To begin, I noted that the paragraph you quoted from “Thankfulness Theory” is juxtaposed to the previous paragraph about other thoughts. Initially the author talks about how the thought of God is different and more real than other thoughts. I take this to mean that as God is omniscient he must know our thoughts and as such our thinking about anything at all must have God in it. To through God think of him becomes ironic because the action of thinking presupposes God in it. People generally are not aware of this, in fact usually in trying to push away any thought of the spiritual realm or a divine being a person is actively avoiding thinking of God at all. In coming toward God we must become aware of his omniscience. On Mars Hill Paul informed his audience that God made the world and gave everyone everything they have and placed them in their histories and times saying, “God did this so that they would seek him and perhaps reach out for him and find him, though he is not far from any one of us. ‘For in him we live and move and have our being.’ (Acts 17:27,28 NIV) Perhaps it is useful to think of our thoughts as not entirely our own. It is not that God is a part of us but that we are a part of him and necessarily think within the laws and ways that he set forth. To come to God includes the prayfulness that comes by being conscious of his immediate presence for we also believe that God is everywhere. When I initially read the post it reminded me of a section of verses in 1 Corinthians that mystify and intrigue me:
“The Spirit searches all things, even the deep things of God. For who knows a person’s thoughts except their own spirit within them? In the same way no one knows the thoughts of God except the Spirit of God. What we have received is not the spirit of the world, but the Spirit who is from God, so that we may understand what God has freely given us. This is what we speak, not in words taught us by human wisdom but in words taught by the Spirit, explaining spiritual realities with Spirit-taught words. The person without the Spirit does not accept the things that come from the Spirit of God but considers them foolishness, and cannot understand them because they are discerned only through the Spirit.”
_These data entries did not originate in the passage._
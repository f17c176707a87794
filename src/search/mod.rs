//! Optimal move search.
//!
//! The search works on a [`CanonicalState`] copy of the board and never
//! touches the live [`Board`](crate::Board). It is exhaustive: no pruning,
//! no transposition table, every line of play is followed to the end.
//!
//! # Example
//!
//! ```
//! use strictly_negamax::{CanonicalState, Player, Position, best_move};
//!
//! // X threatens the top row; O must take the corner.
//! let state: CanonicalState = "110020000".parse().unwrap();
//! let outcome = best_move(&state, Player::Second);
//! assert_eq!(outcome.best(), Some(Position::TopRight));
//! ```

mod negamax;

pub use negamax::{Color, WIN_SCORE, negamax};

use crate::games::tictactoe::{CanonicalState, Player, Position};
use negamax::{SCORE_FLOOR, TrialMove, evaluate};
use serde::Serialize;
use tracing::{debug, instrument, trace};

/// Search counters. Informational only.
#[derive(Debug, Clone, Copy, Default, PartialEq, Eq, Serialize)]
pub struct SearchStats {
    /// Positions evaluated.
    pub nodes: u64,
    /// Deepest ply reached below the searched position.
    pub max_depth: usize,
}

impl SearchStats {
    fn record(&mut self, depth: usize) {
        self.nodes += 1;
        self.max_depth = self.max_depth.max(depth);
    }
}

/// Result of [`best_move`].
#[derive(Debug, Clone, PartialEq, Eq, Serialize)]
pub struct SearchOutcome {
    state: CanonicalState,
    player: Player,
    best: Option<Position>,
    score: Option<i32>,
    stats: SearchStats,
}

impl SearchOutcome {
    /// Searched snapshot.
    pub fn state(&self) -> &CanonicalState {
        &self.state
    }

    /// Side the move was chosen for.
    pub fn player(&self) -> Player {
        self.player
    }

    /// Chosen cell, `None` when the board has no empty cell.
    pub fn best(&self) -> Option<Position> {
        self.best
    }

    /// Value of the chosen cell for [`player`](Self::player).
    pub fn score(&self) -> Option<i32> {
        self.score
    }

    /// Search counters.
    pub fn stats(&self) -> &SearchStats {
        &self.stats
    }
}

/// Picks the best cell for `player` in `state`.
///
/// Candidates are tried in row-major order; each is scored by negating the
/// opponent's [`negamax`] value of the resulting position. The strictly
/// greatest score wins, so among equal scores the first cell scanned is
/// kept. Depth plays no part in the score: a forced win found late in the
/// scan does not beat an earlier forced win.
#[instrument(skip(state), fields(state = %state))]
pub fn best_move(state: &CanonicalState, player: Player) -> SearchOutcome {
    let mut working = *state;
    let mut stats = SearchStats::default();
    let opponent = Color::from(player).opponent();

    let mut best = None;
    let mut best_score = SCORE_FLOOR;
    for position in Position::ALL {
        let index = position.to_index();
        if !working.is_empty_at(index) {
            continue;
        }

        let mut trial = TrialMove::place(&mut working, index, player);
        let score = -evaluate(trial.state(), 1, opponent, &mut stats);
        drop(trial);

        trace!(%position, score, "Scored candidate");
        if score > best_score {
            best = Some(position);
            best_score = score;
        }
    }

    let score = best.map(|_| best_score);
    match best {
        Some(position) => debug!(%position, score = best_score, nodes = stats.nodes, "Best move found"),
        None => debug!("No empty cell to play"),
    }

    SearchOutcome {
        state: *state,
        player,
        best,
        score,
        stats,
    }
}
Verse 14 does suggest that there are “those without the Spirit” but in John 6:44, 45 Jesus says, “No one can come to me unless the Father who sent me draws them, and I will raise them up at the last day. It is written in the Prophets: ‘They will all be taught by God.’ Everyone who has heard the Father and learned from him comes to me.” According to Jesus, our very turning to God must be influenced by his Spirit. If God speaks to us through his Spirit which he has given us is this not the “thought of God”?
In response to your objection to the phrase “the thought of God need not push out any other thought” I read this in the sense of a renewing of the mind. By allowing the thought of God to be the hands of our mind with which we can hold other thoughts this must necessarily “renew” and reshape how we think about the other things. The conclusion appears to be then that by understanding God’s thoughts or Spirit within us and by becoming aware of it we can then look at and through even painful circumstances and be thankful. This is the power of God in and through us.
And again, I am grateful to you for being willing to voice your concern and engage in discussion on this.